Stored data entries
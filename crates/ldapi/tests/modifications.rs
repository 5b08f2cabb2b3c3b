//! Integration tests for the batch modification builder.

use ldapi::{Error, ModOperation, Modification};

#[test]
fn remove_all_never_carries_values() {
    let mut modification = Modification::replace("telephoneNumber", ["+1 555 0100"]);
    assert_eq!(modification.values().len(), 1);

    modification.set_operation(ModOperation::RemoveAll);
    assert!(modification.values().is_empty());

    let err = modification.set_values(["+1 555 0199"]).unwrap_err();
    assert!(matches!(err, Error::InvalidMode(_)));
    assert_eq!(err.error_code(), "INVALID_MODE");
    assert!(modification.values().is_empty());
}

#[test]
fn operations_parse_from_names_and_codes() {
    let cases = [
        ("add", 1, ModOperation::Add),
        ("remove", 2, ModOperation::Remove),
        ("remove_all", 18, ModOperation::RemoveAll),
        ("replace", 3, ModOperation::Replace),
    ];

    for (name, code, operation) in cases {
        assert_eq!(name.parse::<ModOperation>().unwrap(), operation);
        assert_eq!(ModOperation::from_code(code).unwrap(), operation);
        assert_eq!(operation.code(), code);
        assert_eq!(operation.to_string(), name);
    }

    assert!(matches!(
        "increment".parse::<ModOperation>(),
        Err(Error::InvalidMode(_))
    ));
}

#[test]
fn builder_setters_chain() {
    let mut modification = Modification::new();
    modification
        .set_attribute_name("description")
        .set_operation(ModOperation::Add)
        .set_values(["first", "second"])
        .unwrap();

    assert_eq!(modification.attribute_name(), Some("description"));
    assert_eq!(modification.operation(), Some(ModOperation::Add));
    assert_eq!(
        modification.values(),
        &[b"first".to_vec(), b"second".to_vec()]
    );
}

#[test]
fn binary_values_are_kept_verbatim() {
    let photo = vec![0xff_u8, 0xd8, 0xff, 0xe0];
    let modification = Modification::add("jpegPhoto", [photo.clone()]);
    assert_eq!(modification.values(), &[photo]);
}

* ABOUT THIS TASK: Looking at the data above, say how many lines contain the word "RemoveAll", with no added words.

* RESPONSE BOX: 2